_What this task involves:_ The expected output is every entry that follows, reproduced exactly.

[Stored items]
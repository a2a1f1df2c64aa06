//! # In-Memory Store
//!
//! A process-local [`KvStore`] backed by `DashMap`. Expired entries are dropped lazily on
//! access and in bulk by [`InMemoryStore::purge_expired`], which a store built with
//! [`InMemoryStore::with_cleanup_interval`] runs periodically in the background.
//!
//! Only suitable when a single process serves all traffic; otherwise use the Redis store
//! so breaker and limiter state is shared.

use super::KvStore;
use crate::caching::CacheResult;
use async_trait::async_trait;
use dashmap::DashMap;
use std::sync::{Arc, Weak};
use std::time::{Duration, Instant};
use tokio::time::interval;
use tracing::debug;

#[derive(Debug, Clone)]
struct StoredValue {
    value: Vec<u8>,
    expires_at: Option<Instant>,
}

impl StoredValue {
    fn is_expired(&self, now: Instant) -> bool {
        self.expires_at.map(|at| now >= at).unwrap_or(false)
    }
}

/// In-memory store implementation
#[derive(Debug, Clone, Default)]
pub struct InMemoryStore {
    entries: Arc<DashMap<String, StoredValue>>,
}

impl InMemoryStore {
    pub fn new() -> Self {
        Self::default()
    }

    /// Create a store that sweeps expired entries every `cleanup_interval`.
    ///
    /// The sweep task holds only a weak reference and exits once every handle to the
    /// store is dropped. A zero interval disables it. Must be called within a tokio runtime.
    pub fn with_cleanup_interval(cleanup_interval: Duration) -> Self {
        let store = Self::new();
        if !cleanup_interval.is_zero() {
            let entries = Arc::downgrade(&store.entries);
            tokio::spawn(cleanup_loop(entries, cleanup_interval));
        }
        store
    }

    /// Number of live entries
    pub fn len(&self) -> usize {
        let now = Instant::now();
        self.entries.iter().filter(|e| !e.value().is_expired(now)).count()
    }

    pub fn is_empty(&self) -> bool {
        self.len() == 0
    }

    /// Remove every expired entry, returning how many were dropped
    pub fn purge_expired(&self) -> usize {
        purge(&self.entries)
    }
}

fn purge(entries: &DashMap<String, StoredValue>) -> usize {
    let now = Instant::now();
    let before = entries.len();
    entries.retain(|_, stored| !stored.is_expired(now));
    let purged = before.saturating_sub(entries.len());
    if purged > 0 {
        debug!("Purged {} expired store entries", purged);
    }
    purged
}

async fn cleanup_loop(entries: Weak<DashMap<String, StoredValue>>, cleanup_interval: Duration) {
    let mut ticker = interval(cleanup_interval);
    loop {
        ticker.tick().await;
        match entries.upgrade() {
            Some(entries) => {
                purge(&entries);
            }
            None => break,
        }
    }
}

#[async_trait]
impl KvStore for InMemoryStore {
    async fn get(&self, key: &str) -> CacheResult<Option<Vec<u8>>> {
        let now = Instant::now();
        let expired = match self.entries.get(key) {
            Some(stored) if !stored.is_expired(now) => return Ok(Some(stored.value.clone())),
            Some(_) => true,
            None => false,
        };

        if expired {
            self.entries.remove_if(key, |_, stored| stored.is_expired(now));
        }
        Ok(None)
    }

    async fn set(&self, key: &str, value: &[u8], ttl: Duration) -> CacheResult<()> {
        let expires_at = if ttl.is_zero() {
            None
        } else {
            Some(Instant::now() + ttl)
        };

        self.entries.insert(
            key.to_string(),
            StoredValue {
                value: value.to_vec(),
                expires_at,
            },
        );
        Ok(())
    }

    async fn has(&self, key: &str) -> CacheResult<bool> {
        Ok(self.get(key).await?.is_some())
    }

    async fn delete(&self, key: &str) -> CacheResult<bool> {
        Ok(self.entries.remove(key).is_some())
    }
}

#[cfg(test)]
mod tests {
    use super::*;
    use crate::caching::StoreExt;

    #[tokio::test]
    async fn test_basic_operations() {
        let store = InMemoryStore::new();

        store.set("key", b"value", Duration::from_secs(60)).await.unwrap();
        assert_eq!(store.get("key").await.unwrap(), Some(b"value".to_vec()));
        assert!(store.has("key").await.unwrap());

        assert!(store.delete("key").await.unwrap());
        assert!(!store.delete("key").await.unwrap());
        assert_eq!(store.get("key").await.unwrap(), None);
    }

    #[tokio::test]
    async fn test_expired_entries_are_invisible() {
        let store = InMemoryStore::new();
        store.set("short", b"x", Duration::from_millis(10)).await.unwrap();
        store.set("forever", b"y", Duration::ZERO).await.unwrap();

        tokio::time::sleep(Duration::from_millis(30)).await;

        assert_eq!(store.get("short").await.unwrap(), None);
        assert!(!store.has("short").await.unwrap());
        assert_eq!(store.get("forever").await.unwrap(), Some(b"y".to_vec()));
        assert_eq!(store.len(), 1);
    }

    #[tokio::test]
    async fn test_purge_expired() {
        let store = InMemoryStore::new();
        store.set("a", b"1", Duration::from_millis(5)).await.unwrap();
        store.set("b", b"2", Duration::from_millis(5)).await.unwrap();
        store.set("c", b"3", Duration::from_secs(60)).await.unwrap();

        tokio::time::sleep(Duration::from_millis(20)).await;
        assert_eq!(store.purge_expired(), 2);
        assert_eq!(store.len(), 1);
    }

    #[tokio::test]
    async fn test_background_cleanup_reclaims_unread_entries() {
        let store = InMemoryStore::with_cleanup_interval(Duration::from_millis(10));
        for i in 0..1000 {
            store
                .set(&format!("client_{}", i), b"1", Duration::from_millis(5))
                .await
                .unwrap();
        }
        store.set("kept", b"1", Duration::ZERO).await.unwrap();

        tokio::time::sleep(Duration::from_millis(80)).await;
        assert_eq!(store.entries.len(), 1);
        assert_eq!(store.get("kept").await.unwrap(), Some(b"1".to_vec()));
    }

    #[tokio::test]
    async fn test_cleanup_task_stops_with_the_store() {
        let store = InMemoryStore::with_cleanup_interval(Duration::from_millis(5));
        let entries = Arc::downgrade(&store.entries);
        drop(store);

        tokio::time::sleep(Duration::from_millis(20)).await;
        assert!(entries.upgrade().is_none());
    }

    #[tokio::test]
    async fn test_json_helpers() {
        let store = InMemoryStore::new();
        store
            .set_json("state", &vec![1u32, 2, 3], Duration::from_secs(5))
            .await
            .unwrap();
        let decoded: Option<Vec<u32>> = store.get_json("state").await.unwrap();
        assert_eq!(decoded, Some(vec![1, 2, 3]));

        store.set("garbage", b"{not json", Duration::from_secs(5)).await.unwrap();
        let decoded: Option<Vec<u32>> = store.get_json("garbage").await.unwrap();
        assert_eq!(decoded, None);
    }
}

_Result of this exercise:_
repository a2a1f1df2c64aa06
//! # In-Memory Store
//!
//! A process-local [`KvStore`] backed by `DashMap`. Expired entries are dropped lazily on
//! access and in bulk by [`InMemoryStore::purge_expired`], which a store built with
//! [`InMemoryStore::with_cleanup_interval`] runs periodically in the background.
//!
//! Only suitable when a single process serves all traffic; otherwise use the Redis store
//! so breaker and limiter state is shared.

use super::KvStore;
use crate::caching::CacheResult;
use async_trait::async_trait;
use dashmap::DashMap;
use std::sync::{Arc, Weak};
use std::time::{Duration, Instant};
use tokio::time::interval;
use tracing::debug;

#[derive(Debug, Clone)]
struct StoredValue {
    value: Vec<u8>,
    expires_at: Option<Instant>,
}

impl StoredValue {
    fn is_expired(&self, now: Instant) -> bool {
        self.expires_at.map(|at| now >= at).unwrap_or(false)
    }
}

/// In-memory store implementation
#[derive(Debug, Clone, Default)]
pub struct InMemoryStore {
    entries: Arc<DashMap<String, StoredValue>>,
}

impl InMemoryStore {
    pub fn new() -> Self {
        Self::default()
    }

    /// Create a store that sweeps expired entries every `cleanup_interval`.
    ///
    /// The sweep task holds only a weak reference and exits once every handle to the
    /// store is dropped. A zero interval disables it. Must be called within a tokio runtime.
    pub fn with_cleanup_interval(cleanup_interval: Duration) -> Self {
        let store = Self::new();
        if !cleanup_interval.is_zero() {
            let entries = Arc::downgrade(&store.entries);
            tokio::spawn(cleanup_loop(entries, cleanup_interval));
        }
        store
    }

    /// Number of live entries
    pub fn len(&self) -> usize {
        let now = Instant::now();
        self.entries.iter().filter(|e| !e.value().is_expired(now)).count()
    }

    pub fn is_empty(&self) -> bool {
        self.len() == 0
    }

    /// Remove every expired entry, returning how many were dropped
    pub fn purge_expired(&self) -> usize {
        purge(&self.entries)
    }
}

fn purge(entries: &DashMap<String, StoredValue>) -> usize {
    let now = Instant::now();
    let before = entries.len();
    entries.retain(|_, stored| !stored.is_expired(now));
    let purged = before.saturating_sub(entries.len());
    if purged > 0 {
        debug!("Purged {} expired store entries", purged);
    }
    purged
}

async fn cleanup_loop(entries: Weak<DashMap<String, StoredValue>>, cleanup_interval: Duration) {
    let mut ticker = interval(cleanup_interval);
    loop {
        ticker.tick().await;
        match entries.upgrade() {
            Some(entries) => {
                purge(&entries);
            }
            None => break,
        }
    }
}

#[async_trait]
impl KvStore for InMemoryStore {
    async fn get(&self, key: &str) -> CacheResult<Option<Vec<u8>>> {
        let now = Instant::now();
        let expired = match self.entries.get(key) {
            Some(stored) if !stored.is_expired(now) => return Ok(Some(stored.value.clone())),
            Some(_) => true,
            None => false,
        };

        if expired {
            self.entries.remove_if(key, |_, stored| stored.is_expired(now));
        }
        Ok(None)
    }

    async fn set(&self, key: &str, value: &[u8], ttl: Duration) -> CacheResult<()> {
        let expires_at = if ttl.is_zero() {
            None
        } else {
            Some(Instant::now() + ttl)
        };

        self.entries.insert(
            key.to_string(),
            StoredValue {
                value: value.to_vec(),
                expires_at,
            },
        );
        Ok(())
    }

    async fn has(&self, key: &str) -> CacheResult<bool> {
        Ok(self.get(key).await?.is_some())
    }

    async fn delete(&self, key: &str) -> CacheResult<bool> {
        Ok(self.entries.remove(key).is_some())
    }
}

#[cfg(test)]
mod tests {
    use super::*;
    use crate::caching::StoreExt;

    #[tokio::test]
    async fn test_basic_operations() {
        let store = InMemoryStore::new();

        store.set("key", b"value", Duration::from_secs(60)).await.unwrap();
        assert_eq!(store.get("key").await.unwrap(), Some(b"value".to_vec()));
        assert!(store.has("key").await.unwrap());

        assert!(store.delete("key").await.unwrap());
        assert!(!store.delete("key").await.unwrap());
        assert_eq!(store.get("key").await.unwrap(), None);
    }

    #[tokio::test]
    async fn test_expired_entries_are_invisible() {
        let store = InMemoryStore::new();
        store.set("short", b"x", Duration::from_millis(10)).await.unwrap();
        store.set("forever", b"y", Duration::ZERO).await.unwrap();

        tokio::time::sleep(Duration::from_millis(30)).await;

        assert_eq!(store.get("short").await.unwrap(), None);
        assert!(!store.has("short").await.unwrap());
        assert_eq!(store.get("forever").await.unwrap(), Some(b"y".to_vec()));
        assert_eq!(store.len(), 1);
    }

    #[tokio::test]
    async fn test_purge_expired() {
        let store = InMemoryStore::new();
        store.set("a", b"1", Duration::from_millis(5)).await.unwrap();
        store.set("b", b"2", Duration::from_millis(5)).await.unwrap();
        store.set("c", b"3", Duration::from_secs(60)).await.unwrap();

        tokio::time::sleep(Duration::from_millis(20)).await;
        assert_eq!(store.purge_expired(), 2);
        assert_eq!(store.len(), 1);
    }

    #[tokio::test]
    async fn test_background_cleanup_reclaims_unread_entries() {
        let store = InMemoryStore::with_cleanup_interval(Duration::from_millis(10));
        for i in 0..1000 {
            store
                .set(&format!("client_{}", i), b"1", Duration::from_millis(5))
                .await
                .unwrap();
        }
        store.set("kept", b"1", Duration::ZERO).await.unwrap();

        tokio::time::sleep(Duration::from_millis(80)).await;
        assert_eq!(store.entries.len(), 1);
        assert_eq!(store.get("kept").await.unwrap(), Some(b"1".to_vec()));
    }

    #[tokio::test]
    async fn test_cleanup_task_stops_with_the_store() {
        let store = InMemoryStore::with_cleanup_interval(Duration::from_millis(5));
        let entries = Arc::downgrade(&store.entries);
        drop(store);

        tokio::time::sleep(Duration::from_millis(20)).await;
        assert!(entries.upgrade().is_none());
    }

    #[tokio::test]
    async fn test_json_helpers() {
        let store = InMemoryStore::new();
        store
            .set_json("state", &vec![1u32, 2, 3], Duration::from_secs(5))
            .await
            .unwrap();
        let decoded: Option<Vec<u32>> = store.get_json("state").await.unwrap();
        assert_eq!(decoded, Some(vec![1, 2, 3]));

        store.set("garbage", b"{not json", Duration::from_secs(5)).await.unwrap();
        let decoded: Option<Vec<u32>> = store.get_json("garbage").await.unwrap();
        assert_eq!(decoded, None);
    }
}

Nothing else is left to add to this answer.